One area of the project brought Centralis added-value strengths to the fore. NHS sites have different, and much more stringent access restrictions from College sites. Essentially the customer needed to be able to deliver different application access to users, depending on which location they were logging in from.

Centralis developed an add-on to Citrix Web Interface which allows the system administrator to change the applications presented to the user based on the IP address range which they are connecting from. This allowed the customer to seamlessly present a full application suite to users within the campus address range, and a restricted one when offsite.

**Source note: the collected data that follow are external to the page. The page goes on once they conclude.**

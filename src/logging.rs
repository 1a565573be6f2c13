use anyhow::Result;
use chrono::Local;
use simplelog::{
    ColorChoice, CombinedLogger, ConfigBuilder, LevelFilter, TermLogger, TerminalMode, WriteLogger,
};
use std::fs::{create_dir_all, File};
use std::path::{Path, PathBuf};

/// Warnings to stderr, `file_level` and up to `<log_dir>/<name>_<ts>.log`.
/// Returns the log file path.
pub fn init(log_dir: &Path, name: &str, file_level: LevelFilter) -> Result<PathBuf> {
    create_dir_all(log_dir)?;
    let ts = Local::now().format("%Y%m%d_%H%M%S");
    let log_path = log_dir.join(format!("{name}_{ts}.log"));

    let config = ConfigBuilder::new().set_time_format_rfc3339().build();
    CombinedLogger::init(vec![
        TermLogger::new(
            LevelFilter::Warn,
            config.clone(),
            TerminalMode::Stderr,
            ColorChoice::Auto,
        ),
        WriteLogger::new(file_level, config, File::create(&log_path)?),
    ])?;
    Ok(log_path)
}
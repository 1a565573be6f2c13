//! Stratified generation probe for multimodal byte-level models on CLEVR.
//!
//! Samples questions per question type with a fixed seed, lets a model answer
//! a question-image-question prompt, scores the answer with the model's own
//! loss and logs one JSON line per sample.

pub mod categories;
pub mod dataset;
pub mod generation;
pub mod logging;
pub mod model;
pub mod prompt;
pub mod record;
pub mod sampler;
pub mod summary;

/// Model vocabulary id. Bytes map to 0..=255.
pub type Token = u32;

Tony Rucinski comments "When engaging with Centralis, we expected competence in specific areas because that's why they had been recommended to us - and that's what the contract promised! What we didn't expect however was the level to which the consultant assigned took it upon himself to own issues and deliver resolutions in associated areas that would have a major impact on deliverables. This emphasis on providing a solution as opposed to a set of completed tasks has been a major "plus" in our experiences to date."

Benefits to the Customer

The project has enabled the customer to deliver their strategic commitment of equality of access to all – regardless of location, device or connection.

This will directly improve the access provided to students and staff in two key areas, through the provision of wireless access across the campus, and by providing improved facilities for the staff undertaking research and training work on NHS sites.

Conclusions

The project was awarded the Universities and Colleges Information Systems Association National Award for Excellence 2004, for its breadth of access provision, and for the ground breaking progress in delivering collaboration with the NHS. The project manager has also been invited to present a paper on the project at the 10th International Conference of European University Information Systems in Slovenia in July.

Most importantly though, the project has the potential to offer real benefits both to the end-users, and the patients they treat. In the words of Tony Rucinski, "Citrix Access Solutions have enabled us to deliver a project of notable success that will benefit the health of an entire nation in terms of the collaborative research and teaching enhancements that it will provide."